検査を終えたダークニンジャに向けて医者が声をかける。ダークニンジャは体の具合を確かめるように掌を握ったり開いたりしながら、感情のこもらない声で答えた。
「問題ない。襲撃者は残らず撃退した。新しく負った怪我もない」
医者の見立てでは、少なくともあと数週間は昏睡状態が続くとされていたが、見ての通り彼は完全に目覚め、今にも仕事に戻りたいという空気を醸し出している。恐ろしいまでの回復力である。ニンジャという存在には一切の常識が通用しないからタチが悪い。医者としては患者の回復を喜ぶべきなのだろうが、こうもあっけなく見立てを崩されてしまうと立場がない。皮肉交じりに肩をすくめる。
「それはよかった。貴方がお強い人でよかったですよ、ええ。自分のいないところで患者に死なれたら堪ったものじゃありません」

瀕死のダークニンジャを暗殺せんとする不届き者たちの目論見は、昏睡状態を脱した彼自身の手によって叩き折られた。襲撃の折、医者はちょうど別件で隔離施設を離れていたために難を逃れる形となった。もしあの場に居合わせていたら、ニンジャ同士の戦いに巻き込まれてあっけなく絶命していただろう。自分の運の良さにほっと息をつくばかりである。
眠り姫を覚醒させる引き金となったのは、彼に向けられた殺気。ラオモトの予言はまさしく的中したのだ。医者は以前ラオモトと交わした会話を思い出して唸り声を上げた。

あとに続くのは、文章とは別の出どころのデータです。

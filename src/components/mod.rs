//! UI Components
//!
//! Reusable Leptos components.

mod cart_badge;
mod cart_panel;
mod filter_bar;
mod notification_area;
mod product_grid;

pub use cart_badge::CartBadge;
pub use cart_panel::CartPanel;
pub use filter_bar::FilterBar;
pub use notification_area::NotificationArea;
pub use product_grid::ProductGrid;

「しかし、本来ならあと1ヶ月は安静にしておいてほしいところなのですよ、ダークニンジャ=サン。……医者として一応は訊きますが、治療施設に戻るおつもりは?」
「ない」
「でしょうなあ」
一切の迷いのない返答に、医者は苦笑せざるを得なかった。
ブルーの検査着に身を包んだダークニンジャは平素と全く変わらぬ振る舞いをしているが、よくここまで涼しい顔を保っていられるものだ。先程の検査の結果がタイプされた紙には「要入院・要手術・要絶対安静」という大きな赤文字がこれみよがしに踊っていた。ダークニンジャの傷は未だ完全には癒えておらず、今なお尋常ではない痛みが彼の全身を苛んでいるはずである。任務を果たせる程度に動けるとはいえ、それは彼自身の強靭な精神力によるものだ。やせ我慢に変わりはない。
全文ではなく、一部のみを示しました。